Task details:
What you return must match the records word for word.

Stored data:
++++++++++++++++++++

//! Control-channel message schema.
//!
//! Every event is an internally tagged JSON object so both ends can match
//! exhaustively on the `event` field.

use serde::{Deserialize, Serialize};

use crate::{CameraSlots, Layout, Position, Quadrant};

#[derive(Debug, Clone, Serialize, Deserialize)]
pub struct Capabilities {
    #[serde(default)]
    pub layouts: Vec<Layout>,
    #[serde(default)]
    pub video_wall: bool,
    #[serde(default)]
    pub max_cameras: u32,
}

impl Default for Capabilities {
    fn default() -> Self {
        Self {
            layouts: vec![Layout::OneByOne, Layout::TwoByTwo, Layout::ThreeByThree],
            video_wall: true,
            max_cameras: 9,
        }
    }
}

/// Announcement a display node sends right after the socket opens.
#[derive(Debug, Clone, Serialize, Deserialize)]
pub struct RegisterScreen {
    #[serde(default)]
    pub ip: String,
    #[serde(default)]
    pub name: Option<String>,
    #[serde(default)]
    pub version: Option<String>,
    #[serde(default)]
    pub capabilities: Option<Capabilities>,
    #[serde(default)]
    pub position: Option<Position>,
}

/// Display node → server.
#[derive(Debug, Clone, Serialize, Deserialize)]
#[serde(tag = "event", rename_all = "snake_case")]
pub enum ClientEvent {
    RegisterScreen(RegisterScreen),
    Heartbeat,
}

/// Per-screen configuration pushed by the server. Scene application sends a
/// minimal update where the wall fields stay at their defaults.
#[derive(Debug, Clone, PartialEq, Serialize, Deserialize)]
pub struct ConfigUpdate {
    pub layout: Layout,
    pub cameras: CameraSlots,
    #[serde(default)]
    pub video_wall_mode: bool,
    #[serde(default)]
    pub quadrant: Option<Quadrant>,
}

impl ConfigUpdate {
    pub fn plain(layout: Layout, cameras: CameraSlots) -> Self {
        Self {
            layout,
            cameras,
            video_wall_mode: false,
            quadrant: None,
        }
    }

    pub fn wall(layout: Layout, cameras: CameraSlots, quadrant: Quadrant) -> Self {
        Self {
            layout,
            cameras,
            video_wall_mode: true,
            quadrant: Some(quadrant),
        }
    }
}

/// Server → display node.
#[derive(Debug, Clone, Serialize, Deserialize)]
#[serde(tag = "event", rename_all = "snake_case")]
pub enum ServerEvent {
    ConfigUpdate(ConfigUpdate),
}

#[cfg(test)]
mod tests {
    use super::*;

    #[test]
    fn client_event_tags() {
        let json = serde_json::to_string(&ClientEvent::Heartbeat).unwrap();
        assert_eq!(json, r#"{"event":"heartbeat"}"#);

        let register: ClientEvent = serde_json::from_str(
            r#"{"event":"register_screen","ip":"10.0.0.7","name":"Lobby"}"#,
        )
        .unwrap();
        match register {
            ClientEvent::RegisterScreen(announce) => {
                assert_eq!(announce.ip, "10.0.0.7");
                assert_eq!(announce.name.as_deref(), Some("Lobby"));
                assert!(announce.capabilities.is_none());
            }
            other => panic!("unexpected event: {:?}", other),
        }
    }

    #[test]
    fn minimal_config_update_clears_wall_fields() {
        // A scene-apply push omits the wall fields entirely; receivers must
        // read that as "wall mode off".
        let event: ServerEvent = serde_json::from_str(
            r#"{"event":"config_update","layout":"2x2","cameras":[1,null,2,null]}"#,
        )
        .unwrap();
        let ServerEvent::ConfigUpdate(update) = event;
        assert_eq!(update.layout, Layout::TwoByTwo);
        assert_eq!(update.cameras, vec![Some(1), None, Some(2), None]);
        assert!(!update.video_wall_mode);
        assert!(update.quadrant.is_none());
    }

    #[test]
    fn wall_config_update_round_trip() {
        let update = ConfigUpdate::wall(
            Layout::OneByOne,
            vec![Some(3)],
            Quadrant::TopRight,
        );
        let json = serde_json::to_string(&ServerEvent::ConfigUpdate(update.clone())).unwrap();
        assert!(json.contains(r#""quadrant":"top-right""#));
        let back: ServerEvent = serde_json::from_str(&json).unwrap();
        let ServerEvent::ConfigUpdate(decoded) = back;
        assert_eq!(decoded, update);
    }
}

++++++++++++++++++++

Output of the task:
//! Control-channel message schema.
//!
//! Every event is an internally tagged JSON object so both ends can match
//! exhaustively on the `event` field.

use serde::{Deserialize, Serialize};

use crate::{CameraSlots, Layout, Position, Quadrant};

#[derive(Debug, Clone, Serialize, Deserialize)]
pub struct Capabilities {
    #[serde(default)]
    pub layouts: Vec<Layout>,
    #[serde(default)]
    pub video_wall: bool,
    #[serde(default)]
    pub max_cameras: u32,
}

impl Default for Capabilities {
    fn default() -> Self {
        Self {
            layouts: vec![Layout::OneByOne, Layout::TwoByTwo, Layout::ThreeByThree],
            video_wall: true,
            max_cameras: 9,
        }
    }
}

/// Announcement a display node sends right after the socket opens.
#[derive(Debug, Clone, Serialize, Deserialize)]
pub struct RegisterScreen {
    #[serde(default)]
    pub ip: String,
    #[serde(default)]
    pub name: Option<String>,
    #[serde(default)]
    pub version: Option<String>,
    #[serde(default)]
    pub capabilities: Option<Capabilities>,
    #[serde(default)]
    pub position: Option<Position>,
}

/// Display node → server.
#[derive(Debug, Clone, Serialize, Deserialize)]
#[serde(tag = "event", rename_all = "snake_case")]
pub enum ClientEvent {
    RegisterScreen(RegisterScreen),
    Heartbeat,
}

/// Per-screen configuration pushed by the server. Scene application sends a
/// minimal update where the wall fields stay at their defaults.
#[derive(Debug, Clone, PartialEq, Serialize, Deserialize)]
pub struct ConfigUpdate {
    pub layout: Layout,
    pub cameras: CameraSlots,
    #[serde(default)]
    pub video_wall_mode: bool,
    #[serde(default)]
    pub quadrant: Option<Quadrant>,
}

impl ConfigUpdate {
    pub fn plain(layout: Layout, cameras: CameraSlots) -> Self {
        Self {
            layout,
            cameras,
            video_wall_mode: false,
            quadrant: None,
        }
    }

    pub fn wall(layout: Layout, cameras: CameraSlots, quadrant: Quadrant) -> Self {
        Self {
            layout,
            cameras,
            video_wall_mode: true,
            quadrant: Some(quadrant),
        }
    }
}

/// Server → display node.
#[derive(Debug, Clone, Serialize, Deserialize)]
#[serde(tag = "event", rename_all = "snake_case")]
pub enum ServerEvent {
    ConfigUpdate(ConfigUpdate),
}

#[cfg(test)]
mod tests {
    use super::*;

    #[test]
    fn client_event_tags() {
        let json = serde_json::to_string(&ClientEvent::Heartbeat).unwrap();
        assert_eq!(json, r#"{"event":"heartbeat"}"#);

        let register: ClientEvent = serde_json::from_str(
            r#"{"event":"register_screen","ip":"10.0.0.7","name":"Lobby"}"#,
        )
        .unwrap();
        match register {
            ClientEvent::RegisterScreen(announce) => {
                assert_eq!(announce.ip, "10.0.0.7");
                assert_eq!(announce.name.as_deref(), Some("Lobby"));
                assert!(announce.capabilities.is_none());
            }
            other => panic!("unexpected event: {:?}", other),
        }
    }

    #[test]
    fn minimal_config_update_clears_wall_fields() {
        // A scene-apply push omits the wall fields entirely; receivers must
        // read that as "wall mode off".
        let event: ServerEvent = serde_json::from_str(
            r#"{"event":"config_update","layout":"2x2","cameras":[1,null,2,null]}"#,
        )
        .unwrap();
        let ServerEvent::ConfigUpdate(update) = event;
        assert_eq!(update.layout, Layout::TwoByTwo);
        assert_eq!(update.cameras, vec![Some(1), None, Some(2), None]);
        assert!(!update.video_wall_mode);
        assert!(update.quadrant.is_none());
    }

    #[test]
    fn wall_config_update_round_trip() {
        let update = ConfigUpdate::wall(
            Layout::OneByOne,
            vec![Some(3)],
            Quadrant::TopRight,
        );
        let json = serde_json::to_string(&ServerEvent::ConfigUpdate(update.clone())).unwrap();
        assert!(json.contains(r#""quadrant":"top-right""#));
        let back: ServerEvent = serde_json::from_str(&json).unwrap();
        let ServerEvent::ConfigUpdate(decoded) = back;
        assert_eq!(decoded, update);
    }
}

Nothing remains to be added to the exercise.